Start of Block

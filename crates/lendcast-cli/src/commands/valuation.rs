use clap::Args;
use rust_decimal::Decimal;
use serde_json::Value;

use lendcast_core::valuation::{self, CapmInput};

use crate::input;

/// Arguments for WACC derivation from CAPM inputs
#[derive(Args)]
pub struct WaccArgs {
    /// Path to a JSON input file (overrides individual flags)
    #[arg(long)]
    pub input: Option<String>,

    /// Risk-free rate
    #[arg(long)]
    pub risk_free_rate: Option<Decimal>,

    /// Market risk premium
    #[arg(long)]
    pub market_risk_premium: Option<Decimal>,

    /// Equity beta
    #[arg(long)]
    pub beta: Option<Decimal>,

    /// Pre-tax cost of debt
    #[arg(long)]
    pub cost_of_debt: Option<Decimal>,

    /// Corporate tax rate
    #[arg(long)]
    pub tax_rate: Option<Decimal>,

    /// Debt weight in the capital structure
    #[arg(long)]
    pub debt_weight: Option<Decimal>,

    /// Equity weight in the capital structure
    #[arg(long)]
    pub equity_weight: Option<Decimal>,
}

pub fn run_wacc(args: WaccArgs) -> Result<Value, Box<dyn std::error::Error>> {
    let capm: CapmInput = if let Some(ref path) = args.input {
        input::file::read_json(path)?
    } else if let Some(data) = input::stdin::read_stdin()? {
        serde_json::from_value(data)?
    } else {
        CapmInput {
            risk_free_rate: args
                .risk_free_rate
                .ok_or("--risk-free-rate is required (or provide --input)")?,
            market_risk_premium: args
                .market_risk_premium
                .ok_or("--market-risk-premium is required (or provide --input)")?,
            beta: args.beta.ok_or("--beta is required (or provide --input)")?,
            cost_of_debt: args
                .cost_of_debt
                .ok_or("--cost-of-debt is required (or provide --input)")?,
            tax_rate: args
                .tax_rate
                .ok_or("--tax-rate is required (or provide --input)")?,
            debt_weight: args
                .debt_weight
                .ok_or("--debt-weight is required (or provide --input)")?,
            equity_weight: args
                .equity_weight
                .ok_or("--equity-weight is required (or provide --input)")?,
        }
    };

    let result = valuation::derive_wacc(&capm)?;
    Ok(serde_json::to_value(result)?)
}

End of Block

WHAT TO PRODUCE:
Working through the entries line by line, count those containing "required" and report only the number.

WRITTEN SOLUTION:
7